--- START ---

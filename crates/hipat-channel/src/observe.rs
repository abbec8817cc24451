use hipat_observe::prelude::{
    ContactRedactor, LogBuilder, LogLevel, Logger, MetricKind, MetricSpec, ObserveCtx,
};
use hipat_tools::prelude::ToolId;
use serde_json::json;

pub const CHANNEL_MESSAGES_TOTAL: MetricSpec = MetricSpec {
    name: "hipat_channel_messages_total",
    kind: MetricKind::Counter,
    help: "Messages delivered to tool sessions, before gating",
};

pub const CHANNEL_MESSAGES_DROPPED_TOTAL: MetricSpec = MetricSpec {
    name: "hipat_channel_messages_dropped_total",
    kind: MetricKind::Counter,
    help: "Messages discarded by the acceptance gate or after close",
};

pub const CHANNEL_COMPLETIONS_TOTAL: MetricSpec = MetricSpec {
    name: "hipat_channel_completions_total",
    kind: MetricKind::Counter,
    help: "Tool completions that produced a submission",
};

pub const CHANNEL_COMPLETIONS_REJECTED_TOTAL: MetricSpec = MetricSpec {
    name: "hipat_channel_completions_rejected_total",
    kind: MetricKind::Counter,
    help: "Tool completions rejected for a missing contact email",
};

pub const CHANNEL_LOAD_TIMEOUTS_TOTAL: MetricSpec = MetricSpec {
    name: "hipat_channel_load_timeouts_total",
    kind: MetricKind::Counter,
    help: "Frame loads that hit the deadline",
};

pub const CHANNEL_FRAME_HEIGHT: MetricSpec = MetricSpec {
    name: "hipat_channel_frame_height",
    kind: MetricKind::Gauge,
    help: "Last applied frame height after clamping",
};

pub const CHANNEL_LOAD_LATENCY_MS: MetricSpec = MetricSpec {
    name: "hipat_channel_load_latency_ms",
    kind: MetricKind::Gauge,
    help: "Last observed frame load latency (ms)",
};

pub fn ctx_for_session(mentor: &str, tool: &ToolId) -> ObserveCtx {
    let mut ctx = ObserveCtx::for_mentor(mentor);
    ctx.resource = Some(tool.0.clone());
    ctx.action = Some("tool_session".into());
    ctx
}

pub struct LogCompletionParams<'a> {
    pub tool: &'a ToolId,
    pub submission_id: &'a str,
    pub email: &'a str,
    pub mode: &'a str,
}

/// Contact data passes through the redactor; only the masked form is
/// handed to the sink.
pub async fn log_completion(
    logger: &dyn Logger,
    ctx: &ObserveCtx,
    params: LogCompletionParams<'_>,
) {
    let event = LogBuilder::new(LogLevel::Info, "tool completion recorded")
        .label("tool_id", params.tool.0.clone())
        .label("mode", params.mode)
        .field("submission_id", json!(params.submission_id))
        .field("email", json!(params.email))
        .finish(ctx, &ContactRedactor);
    logger.log(ctx, event).await;
}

--- END ---

## EXERCISE DETAILS
Each of the records shown above needs to be repeated exactly.

## SOLUTION TO THIS PROBLEM
filename crates/hipat-channel/src/observe.rs
repository abbec8817cc24451
use hipat_observe::prelude::{
    ContactRedactor, LogBuilder, LogLevel, Logger, MetricKind, MetricSpec, ObserveCtx,
};
use hipat_tools::prelude::ToolId;
use serde_json::json;

pub const CHANNEL_MESSAGES_TOTAL: MetricSpec = MetricSpec {
    name: "hipat_channel_messages_total",
    kind: MetricKind::Counter,
    help: "Messages delivered to tool sessions, before gating",
};

pub const CHANNEL_MESSAGES_DROPPED_TOTAL: MetricSpec = MetricSpec {
    name: "hipat_channel_messages_dropped_total",
    kind: MetricKind::Counter,
    help: "Messages discarded by the acceptance gate or after close",
};

pub const CHANNEL_COMPLETIONS_TOTAL: MetricSpec = MetricSpec {
    name: "hipat_channel_completions_total",
    kind: MetricKind::Counter,
    help: "Tool completions that produced a submission",
};

pub const CHANNEL_COMPLETIONS_REJECTED_TOTAL: MetricSpec = MetricSpec {
    name: "hipat_channel_completions_rejected_total",
    kind: MetricKind::Counter,
    help: "Tool completions rejected for a missing contact email",
};

pub const CHANNEL_LOAD_TIMEOUTS_TOTAL: MetricSpec = MetricSpec {
    name: "hipat_channel_load_timeouts_total",
    kind: MetricKind::Counter,
    help: "Frame loads that hit the deadline",
};

pub const CHANNEL_FRAME_HEIGHT: MetricSpec = MetricSpec {
    name: "hipat_channel_frame_height",
    kind: MetricKind::Gauge,
    help: "Last applied frame height after clamping",
};

pub const CHANNEL_LOAD_LATENCY_MS: MetricSpec = MetricSpec {
    name: "hipat_channel_load_latency_ms",
    kind: MetricKind::Gauge,
    help: "Last observed frame load latency (ms)",
};

pub fn ctx_for_session(mentor: &str, tool: &ToolId) -> ObserveCtx {
    let mut ctx = ObserveCtx::for_mentor(mentor);
    ctx.resource = Some(tool.0.clone());
    ctx.action = Some("tool_session".into());
    ctx
}

pub struct LogCompletionParams<'a> {
    pub tool: &'a ToolId,
    pub submission_id: &'a str,
    pub email: &'a str,
    pub mode: &'a str,
}

/// Contact data passes through the redactor; only the masked form is
/// handed to the sink.
pub async fn log_completion(
    logger: &dyn Logger,
    ctx: &ObserveCtx,
    params: LogCompletionParams<'_>,
) {
    let event = LogBuilder::new(LogLevel::Info, "tool completion recorded")
        .label("tool_id", params.tool.0.clone())
        .label("mode", params.mode)
        .field("submission_id", json!(params.submission_id))
        .field("email", json!(params.email))
        .finish(ctx, &ContactRedactor);
    logger.log(ctx, event).await;
}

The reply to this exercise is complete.